Dataset entries
== Segment start ==
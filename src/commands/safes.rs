//! `safes` command.

use super::{required, split_subcommand, unknown_subcommand, SubcommandList};
use crate::error::ShellError;
use crate::shell::{extract, Command, ExecutionContext, Subcommands};

const USAGE: &str = "safes list [--search=<text>] | safes get <name>";

static SUBCOMMANDS: SubcommandList = SubcommandList(&["list", "get"]);

pub struct SafesCommand;

impl Command for SafesCommand {
    fn name(&self) -> &str {
        "safes"
    }

    fn description(&self) -> &str {
        "List or inspect safes"
    }

    fn usage(&self) -> &str {
        USAGE
    }

    fn subcommands(&self) -> Option<&dyn Subcommands> {
        Some(&SUBCOMMANDS)
    }

    fn execute(&self, ctx: &mut ExecutionContext<'_>, args: &[String]) -> Result<(), ShellError> {
        let (sub, rest) = split_subcommand(args, USAGE)?;
        let ex = extract(rest);
        match sub {
            "list" => {
                let session = ctx.require_session()?;
                let client = session.client();
                let safes = ctx.run(client.list_safes(session.token(), ex.flag("search")))??;
                ctx.output.format(&safes)
            }
            "get" => {
                let name = required(&ex.positional, 0, "safes get <name>")?;
                let session = ctx.require_session()?;
                let client = session.client();
                let safe = ctx.run(client.get_safe(session.token(), name))??;
                ctx.output.format(&safe)
            }
            other => Err(unknown_subcommand("safes", other, USAGE)),
        }
    }
}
== Segment end ==
_Instructions to follow_
Read the records above. Show each line that has the string "args".

_Your solution_
    fn execute(&self, ctx: &mut ExecutionContext<'_>, args: &[String]) -> Result<(), ShellError> {
        let (sub, rest) = split_subcommand(args, USAGE)?;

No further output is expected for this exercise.